La pandémie a révélé de manière dramatique les risques de la dépendance excessive à l’égard des importations alimentaires. Maurice importe pratiquement tous ses produits de base. Nous importons également du poisson malgré le fait que nous sommes entourés par l’océan et que nous bénéficions d’une zone économique exclusive mille fois plus grande que le territoire terrestre du pays. Notre facture d’importations alimentaires s’élevait à Rs 40 milliards en 2021, soit 20 % de nos importations totales. Bien que nos terres agricoles et notre climat ne conviennent pas à la production de nombreuses cultures vivrières, il n’y a aucune raison pour que Maurice continue d’importer des milliers de tonnes de denrées de base comme la pomme de terre et les oignons, et le maïs principalement pour l’alimentation animale. Une bonne stratégie agricole nécessite un dialogue entre le gouvernement et les propriétaires de vastes terres. La démocratisation de l’accès aux terres agricoles devrait être un élément-clé d’une telle stratégie.

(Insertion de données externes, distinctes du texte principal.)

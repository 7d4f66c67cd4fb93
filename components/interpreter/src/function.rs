//! Loaded functions
//!
//! [`Function`] is the immutable, verified form of a [`BytecodeChunk`] plus
//! its loop records. Handles are reference counted and `Send + Sync`, so a
//! function loaded by one VM can be executed by VMs on other threads; they
//! all share one set of counters and compiled loops.

use std::sync::atomic::{AtomicU64, Ordering};
use std::sync::{Arc, OnceLock};

use builtins::FunctionId;
use bytecode_system::{BytecodeChunk, LoopRange};

use crate::loops::LoopRecord;

/// Shared handle to a loaded function
pub type FunctionHandle = Arc<Function>;

static NEXT_FUNCTION_ID: AtomicU64 = AtomicU64::new(1);

/// A verified function ready for execution
#[derive(Debug)]
pub struct Function {
    id: FunctionId,
    chunk: BytecodeChunk,
    children: Vec<FunctionHandle>,
    loops: Vec<LoopRange>,
    /// Indexed by header address; only headers in `loops` are ever filled
    records: Vec<OnceLock<LoopRecord>>,
}

impl Function {
    /// Build the function tree for `chunk`.
    ///
    /// Nested chunks become child functions, addressed by their index in
    /// `MakeFunction`. The chunk must already be verified.
    pub fn load(mut chunk: BytecodeChunk) -> FunctionHandle {
        let nested = std::mem::take(&mut chunk.nested_functions);
        let children = nested.into_iter().map(Function::load).collect();
        let loops = chunk.loops();
        let records = (0..chunk.instructions.len())
            .map(|_| OnceLock::new())
            .collect();
        Arc::new(Function {
            id: FunctionId(NEXT_FUNCTION_ID.fetch_add(1, Ordering::Relaxed)),
            chunk,
            children,
            loops,
            records,
        })
    }

    /// Process-unique id
    pub fn id(&self) -> FunctionId {
        self.id
    }

    /// Function name
    pub fn name(&self) -> &str {
        &self.chunk.name
    }

    /// Bytecode (without nested chunks)
    pub fn chunk(&self) -> &BytecodeChunk {
        &self.chunk
    }

    /// Nested functions
    pub fn children(&self) -> &[FunctionHandle] {
        &self.children
    }

    /// Nested function `index`
    pub fn child(&self, index: u32) -> Option<&FunctionHandle> {
        self.children.get(index as usize)
    }

    /// Every loop of the function, ordered by header
    pub fn loops(&self) -> &[LoopRange] {
        &self.loops
    }

    /// Record for the loop starting at `header`, created on first use.
    ///
    /// Returns `None` when no loop starts at `header`.
    #[inline]
    pub fn loop_record(&self, header: usize) -> Option<&LoopRecord> {
        let slot = self.records.get(header)?;
        if let Some(record) = slot.get() {
            return Some(record);
        }
        let index = self
            .loops
            .binary_search_by_key(&header, |range| range.header)
            .ok()?;
        let range = self.loops[index];
        Some(slot.get_or_init(|| LoopRecord::new(range)))
    }

    /// Record for `header` if one has been created
    pub fn existing_record(&self, header: usize) -> Option<&LoopRecord> {
        self.records.get(header).and_then(OnceLock::get)
    }

    /// Records created so far
    pub fn records(&self) -> impl Iterator<Item = &LoopRecord> {
        self.records.iter().filter_map(OnceLock::get)
    }
}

La taille du marché mauricien est présentée comme un obstacle au développement des entreprises souhaitant vendre localement. Est-une problématique réelle ?
Certes, le marché local est petit pour soutenir la croissance des entreprises à vocation nationale. Mais pourquoi les entreprises devraient-elles se concentrer sur un petit marché intérieur alors qu’il existe de réelles opportunités d’exportation vers les pays voisins et vers l’Afrique continentale dans le cadre de l’accord sur la zone de libre-échange continentale africaine (ZLECA), entré en vigueur en janvier 2021 ? Les initiatives et dispositifs de soutien aux entreprises exportatrices ne manquent pas. Et il existe de nombreuses histoires de réussite d’entreprises mauriciennes qui prospèrent sur les marchés régionaux.